Imaging and visual stimuli setup for mapping retinotopy and color in the mouse V1. (a) Opsin sensitivity functions for 3 different types of opsins found in rod and cone photoreceptors. Rhodopsin peaks at 498 nm, while cone S-opsin and M-opsin peak at 360 nm and 508 nm, respectively. 2 mouse genotypes were used: wild-type and Gnat1^−/−, which is a rod-deficient transgenic strain. (b) Illustration of cone S/M-opsin expression gradient in mouse retina (left) versus rhodopsin expression (right). Ventral retina (upper visual field) expresses predominantly S-opsin while dorsal retina (lower visual field) expresses predominantly M-opsin. Rods are uniformly expressed throughout retina. (c) Rear projection of visual stimuli using two monochromatic projectors, near-UV (nUV) and green. Screen color depicts corresponding S/M-opsin expression in mouse’s retina. (d) Measures of the display’s spectral radiance at three viewing angles. Uniformity is required for controlled light adaptation across the retinotopy.
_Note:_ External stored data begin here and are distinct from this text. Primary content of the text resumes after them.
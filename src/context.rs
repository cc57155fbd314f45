//! Collaborators shared by every command
//!
//! Commands never reach for the home directory, the terminal or `docker`
//! directly; they go through a [`StudioContext`], so tests can swap in an
//! in-memory registry, scripted answers and a recording process runner.

use crate::config::{Defaults, StudioPaths};
use crate::orchestrator::{Compose, ProcessRunner};
use crate::prompt::Prompter;
use crate::services::images::ImageInspector;
use crate::services::ports::{is_port_free, PortAllocator, PortProbe};
use crate::services::{HubSync, ProjectStore};

pub struct StudioContext<'a> {
    pub paths: StudioPaths,
    pub defaults: Defaults,
    pub registry: &'a dyn ProjectStore,
    pub prompter: &'a dyn Prompter,
    pub runner: &'a dyn ProcessRunner,
    pub hub: &'a dyn HubSync,
    pub port_probe: PortProbe,
}

impl<'a> StudioContext<'a> {
    pub fn new(
        paths: StudioPaths,
        defaults: Defaults,
        registry: &'a dyn ProjectStore,
        prompter: &'a dyn Prompter,
        runner: &'a dyn ProcessRunner,
        hub: &'a dyn HubSync,
    ) -> Self {
        Self {
            paths,
            defaults,
            registry,
            prompter,
            runner,
            hub,
            port_probe: is_port_free,
        }
    }

    pub fn with_port_probe(mut self, probe: PortProbe) -> Self {
        self.port_probe = probe;
        self
    }

    pub fn port_allocator(&self) -> PortAllocator {
        PortAllocator::with_probe(self.defaults.port_range(), self.port_probe)
    }

    pub fn compose(&self) -> Compose<'a> {
        Compose::new(self.runner, self.defaults.docker_compose_bin())
    }

    pub fn images(&self) -> ImageInspector<'a> {
        ImageInspector::new(self.runner, self.defaults.docker_bin())
    }
}
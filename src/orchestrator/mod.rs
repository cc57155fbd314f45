pub mod compose;
pub mod process_runner;

pub use compose::{Compose, ComposeAction};
pub use process_runner::{Invocation, ProcessRunner, RecordingRunner, RunOutcome, SystemRunner};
Below are the stimuli used to map retinotopy. (e) A total of 6 background light levels were used to adapt the retina, with each level scaling the spectral radiance by a factor of 2. Below is an illustration of the adaptation paradigm. Prior to a block of test trials with drifting gratings, the retina was adapted for 10 min by the midpoint (i.e. “gray level”) of the test trials. (f) Drifting gratings were calibrated to oscillate along one of three axes in S and M cone-opsin space: S, M, and S + M. The sine-wave insets indicate relative green and nUV LED amplitude and phase used for each of the three color axes. Below is an illustration of a stimulus paradigm for measuring color preference, where each trial showed a different color at a given adaptation level.